I can’t help but copy what I feel is the most important point in my blog post:
—
What I believe to be the most important part to reiterate and remember is that bullying “is not just messing around”.
It is not cute and it is not excusable with the simple claim that it is “harmless”, “funny” or a “joke”.
It is intentional harm and it must only be viewed as such. Even (or should I say especially) when the harm is not physical because this is when boundaries can easily (and intentionally) be blurred.
http://grossesseenblog.blogspot.com/2012/01/safety-first-bullying.html
—
The key words here?
INTENTIONAL HARM.
Simply inexcusable.
ohmyhappiness
February 25, 2012
Thank you for reading and thank you for sharing your post. It’s good to know that there is an NGO in Lebanon working on childhood bullying. And yes, intentional harm is key here. Thanks for your comment. (PS My sister’s name is Mia, like your daughter!)
Mamma Mia
February 25, 2012
Mia’s rock, don’t they? 😉
And you do too 🙂
Your Mia is lucky to have such a close example of bravery and honesty by her side.

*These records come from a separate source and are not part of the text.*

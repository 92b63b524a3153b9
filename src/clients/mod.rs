//! Typed clients: the order lookup endpoint and the tracking panel actor.

pub mod order_client;
pub mod tracking_client;

pub use order_client::*;
pub use tracking_client::*;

It is so difficult to educate children and succeed in shaping well-rounded minds (and hearts). Sometimes we all make mistakes and being aware at all times of what we say and do is such a heavy responsibility. But leading them with and through the courage of people such as yourself definitely helps grant them a chance at (hopefully) understanding what being “humane” truly means. So keep it up. Keep writing and sharing. And thank you for this powerful post!
a new guy
April 4, 2012
your post highlights one of the most terrible things about being gay , the fact that we should deal with all the bullying …. It is really hard for a teenager to be constantly bullied … i can remember a couple of times when i have been called names abd made fun of but those situations were really too few to have any impact on me …. But now and even after growing up to be a 17 years old i am facing a bigger problem with bullying …. i don’t look gay or act like a gay guy but i am a little distant from my male class mates because i am a shy guy … And i am not interested in what they talk about girls and sex .. So o prefere to stay away from them … And becausw of that all the bullying started … They don’t say anything to me directly but i always hear them calling me names …. They never confront me with anything and never ask me why i am not interested in talking to them … They just act like i am a normal guy but in there ”chichats” they say their true opinion about me …..

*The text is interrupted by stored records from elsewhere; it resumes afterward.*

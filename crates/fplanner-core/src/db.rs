// SQLite persistence for the connected session and the manager's plans.

use std::sync::{Mutex, MutexGuard};

use anyhow::{Context, Result};
use rusqlite::{params, Connection};

use crate::model::Chip;
use crate::plan::{ChipPlan, TransferPlan};

/// SQLite-backed store: a key/JSON table for session values plus one table
/// each for transfer and chip plans.
pub struct Database {
    conn: Mutex<Connection>,
}

impl Database {
    /// Open (or create) a SQLite database at `path` and ensure all tables
    /// exist. Pass `":memory:"` for an ephemeral in-memory database (useful
    /// for tests).
    pub fn open(path: &str) -> Result<Self> {
        let conn = Connection::open(path)
            .with_context(|| format!("failed to open database at {path}"))?;

        conn.execute_batch(
            "PRAGMA journal_mode = WAL;
             PRAGMA busy_timeout = 5000;",
        )
        .context("failed to set database pragmas")?;

        conn.execute_batch(
            "
            CREATE TABLE IF NOT EXISTS session_state (
                key   TEXT PRIMARY KEY,
                value TEXT NOT NULL
            );

            CREATE TABLE IF NOT EXISTS transfer_plans (
                gameweek   INTEGER PRIMARY KEY,
                player_out INTEGER NOT NULL,
                player_in  INTEGER NOT NULL,
                cost       INTEGER NOT NULL,
                seq        INTEGER NOT NULL
            );

            CREATE TABLE IF NOT EXISTS chip_plans (
                gameweek INTEGER PRIMARY KEY,
                chip     TEXT NOT NULL UNIQUE
            );
            ",
        )
        .context("failed to create database schema")?;

        Ok(Self {
            conn: Mutex::new(conn),
        })
    }

    /// Acquire the connection. A poisoned lock still holds a usable
    /// connection, so it is recovered rather than propagated.
    fn conn(&self) -> MutexGuard<'_, Connection> {
        self.conn.lock().unwrap_or_else(|poisoned| poisoned.into_inner())
    }

    // -----------------------------------------------------------------------
    // Key/value session state
    // -----------------------------------------------------------------------

    /// Persist an arbitrary JSON value under `key`, overwriting any previous
    /// value.
    pub fn save_state(&self, key: &str, value: &serde_json::Value) -> Result<()> {
        let conn = self.conn();
        let json_str =
            serde_json::to_string(value).context("failed to serialize state value")?;
        conn.execute(
            "INSERT OR REPLACE INTO session_state (key, value) VALUES (?1, ?2)",
            params![key, json_str],
        )
        .context("failed to save state")?;
        Ok(())
    }

    /// Load a previously saved JSON value by `key`. Returns `None` if the key
    /// does not exist.
    pub fn load_state(&self, key: &str) -> Result<Option<serde_json::Value>> {
        let conn = self.conn();
        let mut stmt = conn
            .prepare("SELECT value FROM session_state WHERE key = ?1")
            .context("failed to prepare load_state query")?;

        let mut rows = stmt
            .query_map(params![key], |row| row.get::<_, String>(0))
            .context("failed to query session state")?;

        match rows.next() {
            Some(row_result) => {
                let json_str = row_result.context("failed to read state row")?;
                let value: serde_json::Value = serde_json::from_str(&json_str)
                    .context("failed to deserialize state value")?;
                Ok(Some(value))
            }
            None => Ok(None),
        }
    }

    pub fn delete_state(&self, key: &str) -> Result<()> {
        let conn = self.conn();
        conn.execute("DELETE FROM session_state WHERE key = ?1", params![key])
            .context("failed to delete state")?;
        Ok(())
    }

    // -----------------------------------------------------------------------
    // Plans
    // -----------------------------------------------------------------------

    /// Replace every stored transfer plan with `plans`, keeping their order.
    pub fn replace_transfer_plans(&self, plans: &[TransferPlan]) -> Result<()> {
        let mut conn = self.conn();
        let tx = conn
            .transaction()
            .context("failed to begin transfer plan transaction")?;
        tx.execute("DELETE FROM transfer_plans", [])
            .context("failed to clear transfer plans")?;
        for (seq, plan) in plans.iter().enumerate() {
            tx.execute(
                "INSERT OR REPLACE INTO transfer_plans
                    (gameweek, player_out, player_in, cost, seq)
                 VALUES (?1, ?2, ?3, ?4, ?5)",
                params![plan.gameweek, plan.player_out, plan.player_in, plan.cost, seq as i64],
            )
            .context("failed to insert transfer plan")?;
        }
        tx.commit().context("failed to commit transfer plans")?;
        Ok(())
    }

    /// Load transfer plans in the order they were saved.
    pub fn load_transfer_plans(&self) -> Result<Vec<TransferPlan>> {
        let conn = self.conn();
        let mut stmt = conn
            .prepare(
                "SELECT gameweek, player_out, player_in, cost
                 FROM transfer_plans ORDER BY seq",
            )
            .context("failed to prepare load_transfer_plans query")?;

        let plans = stmt
            .query_map([], |row| {
                Ok(TransferPlan {
                    gameweek: row.get(0)?,
                    player_out: row.get(1)?,
                    player_in: row.get(2)?,
                    cost: row.get(3)?,
                })
            })
            .context("failed to query transfer plans")?
            .collect::<std::result::Result<Vec<_>, _>>()
            .context("failed to map transfer plan rows")?;

        Ok(plans)
    }

    /// Replace every stored chip plan with `plans`.
    pub fn replace_chip_plans(&self, plans: &[ChipPlan]) -> Result<()> {
        let mut conn = self.conn();
        let tx = conn
            .transaction()
            .context("failed to begin chip plan transaction")?;
        tx.execute("DELETE FROM chip_plans", [])
            .context("failed to clear chip plans")?;
        for plan in plans {
            let chip = plan
                .chip
                .api_name()
                .with_context(|| format!("cannot store a plan for chip {:?}", plan.chip))?;
            tx.execute(
                "INSERT OR REPLACE INTO chip_plans (gameweek, chip) VALUES (?1, ?2)",
                params![plan.gameweek, chip],
            )
            .context("failed to insert chip plan")?;
        }
        tx.commit().context("failed to commit chip plans")?;
        Ok(())
    }

    /// Load chip plans ordered by gameweek. Rows naming a chip this build
    /// does not know are dropped.
    pub fn load_chip_plans(&self) -> Result<Vec<ChipPlan>> {
        let conn = self.conn();
        let mut stmt = conn
            .prepare("SELECT gameweek, chip FROM chip_plans ORDER BY gameweek")
            .context("failed to prepare load_chip_plans query")?;

        let rows = stmt
            .query_map([], |row| {
                Ok((row.get::<_, u32>(0)?, row.get::<_, String>(1)?))
            })
            .context("failed to query chip plans")?
            .collect::<std::result::Result<Vec<_>, _>>()
            .context("failed to map chip plan rows")?;

        let plans = rows
            .into_iter()
            .filter_map(|(gameweek, name)| {
                match serde_json::from_value::<Chip>(serde_json::Value::String(name.clone())) {
                    Ok(Chip::Other) | Err(_) => {
                        tracing::warn!("dropping stored chip plan with unknown chip {name:?}");
                        None
                    }
                    Ok(chip) => Some(ChipPlan { gameweek, chip }),
                }
            })
            .collect();
        Ok(plans)
    }

    /// Remove every stored value and plan.
    pub fn clear_all(&self) -> Result<()> {
        let conn = self.conn();
        conn.execute_batch(
            "DELETE FROM session_state;
             DELETE FROM transfer_plans;
             DELETE FROM chip_plans;",
        )
        .context("failed to clear database")?;
        Ok(())
    }
}

// ---------------------------------------------------------------------------
// Tests
// ---------------------------------------------------------------------------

I have never cared about what other people say but what make me mad is that i am not like that ! I am gay but i am not the gay guy that they are discribing … they think that all gay men should have the same thoughts and the same interests as ”majdi &wajdi” or any other comic (or supposed to be comic) characters on tv ….. But i am not !
maybe a few years ago … Homosexuality wasn’t this popular in tv shows but these days its like every joke is about gays or ”m7ashash” … The people’s concept about homosexuality is what they see on tv or hears in jokes and it is totally wrong …. They don’t know that homosexuality is not a choice , they don’t know how much pain we suffer from,they don’t know that by trying to be cool and ”mahdoumin” and telling jokes about gays they are hurting us deep… For these reasons i think that all this bullshit that is being aired on tv should be banned and replaced but some educational programs that help people understand homosexuality in a better way !
(sorry if there is any writing mistakes)
ohmyhappiness
April 4, 2012
You’re absolutely right. Thank you for sharing your story. As much as we like to say that we don’t care what others think or say about us, if you’re constantly mocked or ignored or bullied, it ends up having an impact on you. At 17, people are still immature. In a few years, there will be less of that, I’m sure. But this will allow you to figure out who your true friends are.
TV shows in Lebanon are as immature as 14 year olds. They think making fun of people makes them more popular. Soon they’ll realize that it hurts people and in turn, it hurts them.
Thank you for taking the time to read my post and for writing a comment. Stay strong.